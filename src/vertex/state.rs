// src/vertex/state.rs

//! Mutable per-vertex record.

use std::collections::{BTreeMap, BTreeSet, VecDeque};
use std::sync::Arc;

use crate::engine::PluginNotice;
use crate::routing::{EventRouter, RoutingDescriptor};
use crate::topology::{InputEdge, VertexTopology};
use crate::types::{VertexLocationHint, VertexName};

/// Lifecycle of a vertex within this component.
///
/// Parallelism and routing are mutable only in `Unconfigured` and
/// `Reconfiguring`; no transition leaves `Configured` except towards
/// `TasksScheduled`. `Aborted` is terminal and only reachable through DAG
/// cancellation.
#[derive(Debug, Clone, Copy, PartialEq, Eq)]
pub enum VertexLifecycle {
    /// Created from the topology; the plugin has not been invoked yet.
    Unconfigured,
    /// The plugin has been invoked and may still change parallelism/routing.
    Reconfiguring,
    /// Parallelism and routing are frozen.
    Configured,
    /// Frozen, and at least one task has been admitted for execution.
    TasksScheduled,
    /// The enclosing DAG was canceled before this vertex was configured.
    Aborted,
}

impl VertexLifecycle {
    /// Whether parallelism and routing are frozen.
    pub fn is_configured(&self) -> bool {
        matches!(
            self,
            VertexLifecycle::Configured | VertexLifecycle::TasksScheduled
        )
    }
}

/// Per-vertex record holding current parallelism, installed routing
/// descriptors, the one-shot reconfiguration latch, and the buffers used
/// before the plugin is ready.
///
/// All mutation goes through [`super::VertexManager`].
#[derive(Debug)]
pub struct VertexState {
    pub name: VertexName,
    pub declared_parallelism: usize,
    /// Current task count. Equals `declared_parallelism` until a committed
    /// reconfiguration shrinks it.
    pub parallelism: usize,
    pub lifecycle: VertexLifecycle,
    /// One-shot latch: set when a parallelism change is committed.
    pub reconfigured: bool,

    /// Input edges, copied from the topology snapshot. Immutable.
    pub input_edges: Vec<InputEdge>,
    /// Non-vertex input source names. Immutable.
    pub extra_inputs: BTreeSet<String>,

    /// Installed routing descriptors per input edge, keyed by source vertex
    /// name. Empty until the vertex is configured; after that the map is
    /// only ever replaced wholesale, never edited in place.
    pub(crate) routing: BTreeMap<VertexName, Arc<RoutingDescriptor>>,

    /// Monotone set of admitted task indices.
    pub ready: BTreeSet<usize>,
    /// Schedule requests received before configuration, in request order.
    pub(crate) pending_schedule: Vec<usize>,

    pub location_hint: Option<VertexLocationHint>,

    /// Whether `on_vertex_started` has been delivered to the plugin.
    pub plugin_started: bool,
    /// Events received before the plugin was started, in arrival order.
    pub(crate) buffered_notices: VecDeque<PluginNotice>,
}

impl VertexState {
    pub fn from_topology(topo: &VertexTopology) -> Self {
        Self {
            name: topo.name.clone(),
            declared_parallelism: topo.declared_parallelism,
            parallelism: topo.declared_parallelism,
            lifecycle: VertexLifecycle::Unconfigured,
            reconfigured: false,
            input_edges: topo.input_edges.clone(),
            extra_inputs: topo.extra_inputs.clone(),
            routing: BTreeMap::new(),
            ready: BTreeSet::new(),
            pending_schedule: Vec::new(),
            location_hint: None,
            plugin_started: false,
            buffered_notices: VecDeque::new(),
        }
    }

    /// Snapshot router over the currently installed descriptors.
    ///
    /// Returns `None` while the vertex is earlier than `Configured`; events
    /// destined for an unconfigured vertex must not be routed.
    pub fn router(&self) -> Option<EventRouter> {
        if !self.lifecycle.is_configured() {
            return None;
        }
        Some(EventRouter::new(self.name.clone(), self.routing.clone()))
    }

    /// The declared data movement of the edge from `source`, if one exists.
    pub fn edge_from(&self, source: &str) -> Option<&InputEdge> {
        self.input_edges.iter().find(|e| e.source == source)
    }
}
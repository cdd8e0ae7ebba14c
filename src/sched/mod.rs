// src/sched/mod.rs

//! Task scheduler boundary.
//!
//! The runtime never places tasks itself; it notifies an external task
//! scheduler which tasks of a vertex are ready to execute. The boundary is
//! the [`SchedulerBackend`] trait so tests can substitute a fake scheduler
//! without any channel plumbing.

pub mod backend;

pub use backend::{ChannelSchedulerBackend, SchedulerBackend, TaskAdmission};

### Task statement
I need every line of the material that includes "been", so please copy them out.

### Solution below
    /// Created from the topology; the plugin has not been invoked yet.
    /// The plugin has been invoked and may still change parallelism/routing.
    /// Frozen, and at least one task has been admitted for execution.
    /// Whether `on_vertex_started` has been delivered to the plugin.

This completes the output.